Techniques for Dealing with Missing Data in Knowledge Discovery Tasks

Information plays a very important role in our life. Advances in many research fields depend on the ability of discovering knowledge in very large data bases. A lot of businesses base their success on the availability of marketing information. This kind of data is usually big, and not always easy to manage. Scientists from different research areas have developed methods to analyze huge amounts of data and to extract useful information. These methods may extract different kinds of knowledge, depending on the data and on user requirements. In particular, one important knowledge discovery task is supervised learning. Today, there exist many methods to build classifiers, belonging to different fields, such as artificial intelligence, soft computing, statistics.
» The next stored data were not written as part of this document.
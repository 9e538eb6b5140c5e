//! JSON-RPC line pipeline
//!
//! A transparent bidirectional pass-through between the client's stdio and
//! the child's stdio. Lines are forwarded byte-for-byte in arrival order;
//! the pipeline never rewrites payloads and forwards malformed JSON
//! unchanged. Requests are tracked in an in-memory registry by id so
//! traffic records can tell responses from notifications; outstanding
//! entries are discarded at shutdown.

use std::collections::HashMap;
use std::io::Write as _;
use std::path::PathBuf;
use std::sync::atomic::{AtomicU64, Ordering};
use std::sync::{Arc, Mutex};

use tokio::io::{AsyncBufReadExt, AsyncRead, AsyncWrite, AsyncWriteExt, BufReader};

use crate::error::Result;
use crate::protocol::{Direction, FramePeek};

/// Pipeline behavior switches.
#[derive(Debug, Clone, Default)]
pub struct PipelineOptions {
    /// Emit a structured debug record per frame.
    pub log_traffic: bool,
    /// Also append records as JSON lines to this file.
    pub traffic_log_path: Option<PathBuf>,
}

/// Counters reported after the pipeline drains.
#[derive(Debug, Clone, Default, PartialEq, Eq)]
pub struct PipelineSummary {
    pub requests_forwarded: u64,
    pub responses_forwarded: u64,
    /// Requests that never saw a response before shutdown.
    pub outstanding_discarded: u64,
}

/// State shared by both directions of the pipeline.
struct PipelineState {
    /// Pending requests keyed by the serialized id.
    registry: Mutex<HashMap<String, ()>>,
    requests: AtomicU64,
    responses: AtomicU64,
    recorder: TrafficRecorder,
}

struct TrafficRecorder {
    enabled: bool,
    file: Option<Mutex<std::fs::File>>,
}

impl TrafficRecorder {
    fn new(options: &PipelineOptions) -> Self {
        let file = match (&options.traffic_log_path, options.log_traffic) {
            (Some(path), true) => {
                if let Some(parent) = path.parent() {
                    let _ = std::fs::create_dir_all(parent);
                }
                match std::fs::OpenOptions::new().create(true).append(true).open(path) {
                    Ok(file) => Some(Mutex::new(file)),
                    Err(e) => {
                        tracing::warn!(path = %path.display(), "cannot open traffic log: {e}");
                        None
                    }
                }
            }
            _ => None,
        };
        Self {
            enabled: options.log_traffic,
            file,
        }
    }

    fn record(&self, direction: Direction, peek: Option<&FramePeek>) {
        if !self.enabled {
            return;
        }
        match peek {
            Some(peek) if peek.method.is_some() => {
                tracing::debug!(
                    target: "mcpadre::traffic",
                    direction = direction.as_str(),
                    method = peek.method.as_deref().unwrap_or_default(),
                    id = ?peek.id,
                    params = peek.has_params,
                    "frame"
                );
            }
            Some(peek) => {
                tracing::debug!(
                    target: "mcpadre::traffic",
                    direction = direction.as_str(),
                    id = ?peek.id,
                    has_result = peek.has_result,
                    has_error = peek.has_error,
                    "frame"
                );
            }
            None => {
                tracing::debug!(
                    target: "mcpadre::traffic",
                    direction = direction.as_str(),
                    "unparseable frame passed through"
                );
            }
        }

        if let Some(file) = &self.file {
            let record = serde_json::json!({
                "ts": chrono::Utc::now().to_rfc3339(),
                "direction": direction.as_str(),
                "method": peek.and_then(|p| p.method.clone()),
                "id": peek.and_then(|p| p.id.clone()),
                "hasResult": peek.map(|p| p.has_result),
                "hasError": peek.map(|p| p.has_error),
            });
            if let Ok(mut file) = file.lock() {
                let _ = writeln!(file, "{record}");
            }
        }
    }
}

/// The running pipeline.
pub struct Pipeline {
    options: PipelineOptions,
}

impl Pipeline {
    pub fn new(options: PipelineOptions) -> Self {
        Self { options }
    }

    /// Proxy until either read end closes.
    ///
    /// Client EOF closes the child's stdin and then drains the child's
    /// remaining output; child EOF ends the pipeline immediately.
    pub async fn run<CI, CO, SI, SO>(
        &self,
        client_in: CI,
        client_out: CO,
        child_in: SI,
        child_out: SO,
    ) -> Result<PipelineSummary>
    where
        CI: AsyncRead + Unpin + Send + 'static,
        CO: AsyncWrite + Unpin + Send + 'static,
        SI: AsyncWrite + Unpin + Send + 'static,
        SO: AsyncRead + Unpin + Send + 'static,
    {
        let state = Arc::new(PipelineState {
            registry: Mutex::new(HashMap::new()),
            requests: AtomicU64::new(0),
            responses: AtomicU64::new(0),
            recorder: TrafficRecorder::new(&self.options),
        });

        let mut to_child = tokio::spawn(forward(
            client_in,
            child_in,
            Direction::ClientToServer,
            Arc::clone(&state),
        ));
        let mut to_client = tokio::spawn(forward(
            child_out,
            client_out,
            Direction::ServerToClient,
            Arc::clone(&state),
        ));

        tokio::select! {
            child_side = &mut to_client => {
                // Child hung up; nothing more can arrive for the client.
                to_child.abort();
                child_side.map_err(join_panic)??;
            }
            client_side = &mut to_child => {
                // Client hung up; EOF propagates to the child's stdin and
                // the remaining child output is drained.
                client_side.map_err(join_panic)??;
                to_client.await.map_err(join_panic)??;
            }
        }

        let outstanding = state.registry.lock().map(|r| r.len() as u64).unwrap_or(0);
        if outstanding > 0 {
            tracing::debug!(outstanding, "discarding unanswered requests at shutdown");
        }
        Ok(PipelineSummary {
            requests_forwarded: state.requests.load(Ordering::Relaxed),
            responses_forwarded: state.responses.load(Ordering::Relaxed),
            outstanding_discarded: outstanding,
        })
    }
}

fn join_panic(e: tokio::task::JoinError) -> std::io::Error {
    std::io::Error::other(e)
}

/// Forward one direction line-by-line, verbatim.
async fn forward<R, W>(
    reader: R,
    mut writer: W,
    direction: Direction,
    state: Arc<PipelineState>,
) -> std::io::Result<()>
where
    R: AsyncRead + Unpin,
    W: AsyncWrite + Unpin,
{
    let mut reader = BufReader::new(reader);
    let mut buf: Vec<u8> = Vec::with_capacity(4096);

    loop {
        buf.clear();
        let n = reader.read_until(b'\n', &mut buf).await?;
        if n == 0 {
            break;
        }

        let line = String::from_utf8_lossy(&buf);
        let peek = FramePeek::parse(line.trim_end_matches(['\n', '\r']));

        if let Some(peek) = &peek {
            if let Some(id) = &peek.id {
                let key = id.to_string();
                match direction {
                    Direction::ClientToServer if peek.is_request() => {
                        // Register before the bytes reach the child so a
                        // fast response can never miss its entry.
                        if let Ok(mut registry) = state.registry.lock() {
                            registry.insert(key, ());
                        }
                        state.requests.fetch_add(1, Ordering::Relaxed);
                    }
                    Direction::ServerToClient if peek.is_response() => {
                        if let Ok(mut registry) = state.registry.lock() {
                            registry.remove(&key);
                        }
                        state.responses.fetch_add(1, Ordering::Relaxed);
                    }
                    _ => {}
                }
            }
        }
        state.recorder.record(direction, peek.as_ref());

        writer.write_all(&buf).await?;
        writer.flush().await?;
    }

    // Signal EOF downstream.
    let _ = writer.shutdown().await;
    Ok(())
}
Unfortunately, traditional methods usually cannot deal directly with real-world data, because of missing or wrong items. This report concerns the former problem: the unavailability of some values. The majority of interesting data bases is incomplete, i.e., one or more values are missing inside some records, or some records are missing at all. There exist many techniques to manage data with missing items, but no one is absolutely better then the others. Different situations require different solutions. As Allison says, “the only really good solution to the missing data problem is not to have any” [1]. This report reviews the main missing data techniques (MDTs), trying to highlight their advantages and disadvantages. Next section introduces some terminology and presents a taxonomy of MDTs. Section 3 describes these methods more in detail. Finally, some conclusions are reported.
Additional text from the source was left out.